(Data items)
*** Begin section ***

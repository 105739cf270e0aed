//! Random environment: places a new tile after every player move.
//!
//! New tiles only appear on the edge the last slide moved away from; at the
//! start of an episode every cell is a candidate. Tile ranks come from a bag of
//! `{1, 2, 3}` that is shuffled and refilled whenever it runs out, so every three
//! consecutive spawns from a fresh bag contain each rank exactly once. The bag
//! lives as long as the environment and carries over episode boundaries.

use rand::SeedableRng;
use rand::rngs::StdRng;
use rand::seq::SliceRandom;

use crate::action::Action;
use crate::board::{Board, Direction, NUM_CELLS};
use crate::config::AgentConfig;

/// Ranks in one full bag.
pub const BAG_TILES: [u8; 3] = [1, 2, 3];

/// Shuffled bag of spawn ranks.
#[derive(Clone, Debug, Default)]
pub struct TileBag {
    tiles: Vec<u8>,
}

impl TileBag {
    pub fn new() -> Self {
        Self::default()
    }

    /// Next rank, refilling and shuffling the bag when it is empty.
    pub fn draw<R: rand::Rng + ?Sized>(&mut self, rng: &mut R) -> u8 {
        if self.tiles.is_empty() {
            self.tiles.extend_from_slice(&BAG_TILES);
            self.tiles.shuffle(rng);
        }
        // refilled above
        self.tiles.pop().unwrap_or(BAG_TILES[0])
    }

    /// Ranks left before the next refill.
    pub fn remaining(&self) -> usize {
        self.tiles.len()
    }
}

/// Tile-placing environment agent.
#[derive(Clone, Debug)]
pub struct RandomEnvironment {
    name: String,
    rng: StdRng,
    bag: TileBag,
}

impl RandomEnvironment {
    /// Environment seeded with `seed`, or from the OS when `None`.
    pub fn new(seed: Option<u64>) -> Self {
        let rng = match seed {
            Some(seed) => StdRng::seed_from_u64(seed),
            None => StdRng::from_os_rng(),
        };
        Self {
            name: "random".to_string(),
            rng,
            bag: TileBag::new(),
        }
    }

    /// Environment from `name=` and `seed=` options.
    pub fn from_config(config: &AgentConfig) -> Self {
        let mut env = Self::new(config.seed);
        if config.name != AgentConfig::default().name {
            env.name = config.name.clone();
        }
        env
    }

    pub fn name(&self) -> &str {
        &self.name
    }

    /// Tile bag, shared by all episodes.
    pub fn bag(&self) -> &TileBag {
        &self.bag
    }

    /// Choose where to put the next tile.
    ///
    /// `last_move` is the slide the player just made, `None` before the first
    /// move of an episode. Returns `Action::None` when no candidate cell is empty.
    pub fn take_action(&mut self, after: &Board, last_move: Option<Direction>) -> Action {
        let mut space: Vec<usize> = match last_move {
            Some(dir) => dir.trailing_edge().to_vec(),
            None => (0..NUM_CELLS).collect(),
        };
        space.shuffle(&mut self.rng);

        match space.into_iter().find(|&pos| after.get(pos) == 0) {
            Some(pos) => Action::Place {
                pos,
                tile: self.bag.draw(&mut self.rng),
            },
            None => Action::None,
        }
    }
}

*** End section ***

- _Try it_
Please output every record, keeping each line exact.

- _Solution to this problem_
repository 105739cf270e0aed
//! Random environment: places a new tile after every player move.
//!
//! New tiles only appear on the edge the last slide moved away from; at the
//! start of an episode every cell is a candidate. Tile ranks come from a bag of
//! `{1, 2, 3}` that is shuffled and refilled whenever it runs out, so every three
//! consecutive spawns from a fresh bag contain each rank exactly once. The bag
//! lives as long as the environment and carries over episode boundaries.

use rand::SeedableRng;
use rand::rngs::StdRng;
use rand::seq::SliceRandom;

use crate::action::Action;
use crate::board::{Board, Direction, NUM_CELLS};
use crate::config::AgentConfig;

/// Ranks in one full bag.
pub const BAG_TILES: [u8; 3] = [1, 2, 3];

/// Shuffled bag of spawn ranks.
#[derive(Clone, Debug, Default)]
pub struct TileBag {
    tiles: Vec<u8>,
}

impl TileBag {
    pub fn new() -> Self {
        Self::default()
    }

    /// Next rank, refilling and shuffling the bag when it is empty.
    pub fn draw<R: rand::Rng + ?Sized>(&mut self, rng: &mut R) -> u8 {
        if self.tiles.is_empty() {
            self.tiles.extend_from_slice(&BAG_TILES);
            self.tiles.shuffle(rng);
        }
        // refilled above
        self.tiles.pop().unwrap_or(BAG_TILES[0])
    }

    /// Ranks left before the next refill.
    pub fn remaining(&self) -> usize {
        self.tiles.len()
    }
}

/// Tile-placing environment agent.
#[derive(Clone, Debug)]
pub struct RandomEnvironment {
    name: String,
    rng: StdRng,
    bag: TileBag,
}

impl RandomEnvironment {
    /// Environment seeded with `seed`, or from the OS when `None`.
    pub fn new(seed: Option<u64>) -> Self {
        let rng = match seed {
            Some(seed) => StdRng::seed_from_u64(seed),
            None => StdRng::from_os_rng(),
        };
        Self {
            name: "random".to_string(),
            rng,
            bag: TileBag::new(),
        }
    }

    /// Environment from `name=` and `seed=` options.
    pub fn from_config(config: &AgentConfig) -> Self {
        let mut env = Self::new(config.seed);
        if config.name != AgentConfig::default().name {
            env.name = config.name.clone();
        }
        env
    }

    pub fn name(&self) -> &str {
        &self.name
    }

    /// Tile bag, shared by all episodes.
    pub fn bag(&self) -> &TileBag {
        &self.bag
    }

    /// Choose where to put the next tile.
    ///
    /// `last_move` is the slide the player just made, `None` before the first
    /// move of an episode. Returns `Action::None` when no candidate cell is empty.
    pub fn take_action(&mut self, after: &Board, last_move: Option<Direction>) -> Action {
        let mut space: Vec<usize> = match last_move {
            Some(dir) => dir.trailing_edge().to_vec(),
            None => (0..NUM_CELLS).collect(),
        };
        space.shuffle(&mut self.rng);

        match space.into_iter().find(|&pos| after.get(pos) == 0) {
            Some(pos) => Action::Place {
                pos,
                tile: self.bag.draw(&mut self.rng),
            },
            None => Action::None,
        }
    }
}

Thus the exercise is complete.